NB Schedules may be subject to change - especially to make way for coverage surrounding the Queen Mother's funeral on Wednesday. It's worth checking a daily paper or www.radiotimes.com for up-to-date listings.
television programmes
classics, "Must See TV"
None this week.
programmes worth watching out for, which don't make it to MSTV status
Tuesday April 9th, 23.20, BBC2 Bodypackers
Documentary tracking Jamaican mother Aldine Gayle's life in a Kent jail, where she is serving a seven year sentence for cocaine smuggling.
Director: Waheed Khan Producer: Lara Akeju
criminal justice programmes
Sunday April 7th, 23.20, C5 Arrest and Trial
Monday April 8th, 19.30, BBC1 Undercover Cops: 4x4 Reports
Four viewpoints of undercover operations investigated.
Tuesday April 9th, 21.00, BBC1 Shops, Robbers and Videotapes
Focussing on tactics to reduce London street crime.
Producers: Becky Clarke and Lance Williams
Tuesday April 9th, 22.00, C4 Undercover Cops
Undercover policemen are the new forensic pathologists this week.
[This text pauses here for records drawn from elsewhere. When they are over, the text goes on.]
use crate::protocol::Frame;
use crate::state::BatteryState;
use crate::watchdog::Link;
use crate::Config;

/// Input of the run loop: a received bus frame or a periodic tick.
#[derive(Debug, Clone, PartialEq, Eq)]
pub enum Event {
    Frame { id: u32, data: Vec<u8> },
    Tick,
}

/// Owns the battery state and applies frames and ticks to it.
///
/// All mutation goes through `&mut self`, so a caller that owns the controller
/// on a single thread can never observe a half-applied update.
#[derive(Debug)]
pub struct Controller {
    config: Config,
    state: BatteryState,
}

impl Controller {
    pub fn new(config: Config) -> Self {
        let state = BatteryState::new(config.watchdog_threshold);
        Self { config, state }
    }

    pub fn config(&self) -> &Config {
        &self.config
    }

    pub fn state(&self) -> &BatteryState {
        &self.state
    }

    pub fn handle(&mut self, event: Event) {
        match event {
            Event::Frame { id, data } => self.handle_frame(id, &data),
            Event::Tick => {
                self.tick();
            }
        }
    }

    /// Decodes and applies one bus frame.
    ///
    /// Unknown ids and frames shorter than their layout leave the state untouched.
    pub fn handle_frame(&mut self, id: u32, data: &[u8]) {
        if let Ok(Some(frame)) = Frame::decode(id, data) {
            self.apply(&frame);
        }
    }

    pub fn apply(&mut self, frame: &Frame) {
        let state = &mut self.state;
        match frame {
            Frame::SocSoh(soc) => state.set_soc(soc, self.config.installed_capacity_ah),
            Frame::CellExtremes(extremes) => state.extremes.replace(extremes),
            Frame::RequestFlags(flags) => {
                state.request = Some(*flags);
                state.watchdog.feed();
            }
            Frame::Limits(limits) => {
                state.advertised = Some(*limits);
                state.derating.update(limits, &state.extremes);
            }
            Frame::PackStatus(pack) => {
                state.pack = Some(*pack);
                if self.config.cells_per_battery > 0 {
                    state
                        .extremes
                        .widen_voltage(pack.voltage / f64::from(self.config.cells_per_battery));
                }
            }
            Frame::Alarms(flags) => {
                state.alarms.update(flags);
                state.modules_online = Some(flags.module_count);
            }
        }
        self.refresh();
    }

    /// Advances the watchdog by one period and bumps the update index.
    pub fn tick(&mut self) -> Link {
        let link = self.state.watchdog.tick();
        if link == Link::Offline {
            log::error!("BMS offline: {} ticks", self.state.watchdog.ticks());
            self.state.modules_online = Some(0);
        }
        self.refresh();
        self.state.update_index = self.state.update_index.wrapping_add(1);
        link
    }

    fn refresh(&mut self) {
        let previous = self.state.allow;
        self.state.compose_permissions();
        if previous != self.state.allow {
            log::info!(
                "Permissions changed: charge={} discharge={}",
                self.state.allow.charge,
                self.state.allow.discharge
            );
        }
    }
}

#[cfg(test)]
mod tests {
    use super::*;
    use crate::state::Permissions;

    const ENABLE_BOTH: [u8; 1] = [0b1100_0000];

    fn limits_frame(charge_deciamps: u16, discharge_deciamps: u16) -> Vec<u8> {
        let mut data = Vec::with_capacity(8);
        data.extend_from_slice(&560u16.to_le_bytes());
        data.extend_from_slice(&charge_deciamps.to_le_bytes());
        data.extend_from_slice(&discharge_deciamps.to_le_bytes());
        data.extend_from_slice(&480u16.to_le_bytes());
        data
    }

    #[test]
    fn all_vetoes_compose() {
        let mut controller = Controller::new(Config::default());
        controller.handle_frame(0x35c, &ENABLE_BOTH);
        // no limits yet
        assert_eq!(controller.state().allow, Permissions::BLOCKED);

        controller.handle_frame(0x351, &limits_frame(400, 1000));
        assert_eq!(controller.state().allow, Permissions::ALLOWED);

        // high temperature warning blocks both
        controller.handle_frame(0x359, &[0, 0, 1 << 3, 0, 1, 0, 0]);
        assert_eq!(controller.state().allow, Permissions::BLOCKED);
        assert_eq!(controller.state().modules_blocking_charge(), 1);
        assert_eq!(controller.state().modules_blocking_discharge(), 1);

        controller.handle_frame(0x359, &[0, 0, 0, 0, 1, 0, 0]);
        assert_eq!(controller.state().allow, Permissions::ALLOWED);
        assert_eq!(controller.state().modules_blocking_charge(), 0);

        // pack withdraws its charge request
        controller.handle_frame(0x35c, &[0b0100_0000]);
        assert_eq!(controller.state().allow, Permissions::new(false, true));
    }

    #[test]
    fn short_frame_leaves_state_untouched() {
        let mut controller = Controller::new(Config::default());
        controller.handle_frame(0x355, &[50, 0, 100]);
        assert_eq!(controller.state().soc, None);
        controller.handle_frame(0x7ff, &[1, 2, 3]);
        assert_eq!(controller.state().soc, None);
    }

    #[test]
    fn pack_voltage_is_scaled_to_cells() {
        let mut controller = Controller::new(Config::default());
        // 0x370 with 3.20 V / 3.25 V
        controller.handle_frame(0x370, &[200, 0, 180, 0, 0xb2, 0x0c, 0x80, 0x0c]);
        // 52.80 V over 16 cells = 3.30 V
        controller.handle_frame(0x356, &[0xa0, 0x14, 0, 0, 200, 0]);
        let extremes = controller.state().extremes;
        assert_eq!(extremes.v_min, Some(3.2));
        assert_eq!(extremes.v_max, Some(3.3));
    }

    #[test]
    fn update_index_wraps() {
        let mut controller = Controller::new(Config::default());
        for _ in 0..256 {
            controller.handle_frame(0x35c, &ENABLE_BOTH);
            controller.handle(Event::Tick);
        }
        assert_eq!(controller.state().update_index, 0);
        controller.tick();
        assert_eq!(controller.state().update_index, 1);
    }
}
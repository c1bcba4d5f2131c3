#[derive(Debug, thiserror::Error)]
pub enum Error {
    #[error("Frame {id:#05x} too short - required={required} received={received}")]
    FrameTooShort {
        id: u32,
        required: usize,
        received: usize,
    },
    #[error("Cannot publish '{topic}': {reason}")]
    Publish { topic: String, reason: String },
    #[error("IO error: {0}")]
    Io(#[from] std::io::Error),
}

pub type Result<T> = std::result::Result<T, Error>;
This
documentary traces the history of Scotland Yard's SO10 division.
Director: Edmund Coulthard Producer: Susan Jones
Tuesday April 9th, 20.00, C5 Love You to Death
Your last chance to see a Crime of Passion.
Director: Eric Hawthorn Producer: Karen Rona
Wednesday April 10th, 03.05, ITV Judge Judy
Thursday April 11th, 21.00, C4 Lost Girls: the Missing Stories of the West Murders
This looks at the victims of Fred West as well as revealing the amount of missing
people in Britain.
Friday April 12th, 19.30, C4 Unreported Britain
Talking to victims of crime.
Director: Charlotte Metcalf
social issues documentaries
Monday April 8th, 22.35, C4 Wasted
Looking at Stacey, a 24 year-old heroin addict.
real life documentaries/'docusoaps'.
Tuesday April 9th, 11.55, C4 The Real Bridget Jones
TV cameras stalk WPC Bridget Jones of Hertfordshire to see whether she's
exactly the same as the fictional one.
crime dramas/serials
Saturday April 6th, 11.30, C4 The Fugitive
Saturday April 6th, 21.00, BBC1 Murder in Mind
Saturday April 6th, 21.00, C5 CSI: Crime Scene Investigation
[Repeated Monday 8th, 22.45]
Related website: www.cbs.com/primetime/csi
Saturday April 6th, 21.55, C5 Law and Order
[Repeated Sunday 7th, 23.20]
Related website: www.studiosusa.com/laworder
Sunday April 7th, 20.00, ITV Heartbeat
Sunday April 7th, 19.05, C5 Martial Law
Weekdays, 14.40, BBC1 Diagnosis Murder
Weekdays, 11.00, C5 TJ Hooker
Monday April 8th, 20.30, BBC1 The Inspector Linley Mysteries
Monday April 8th, 21.00, ITV The Cry
Sarah Lancashire stars as a woman convinced that her friend's baby is being
abused following the stillbirth of her own child.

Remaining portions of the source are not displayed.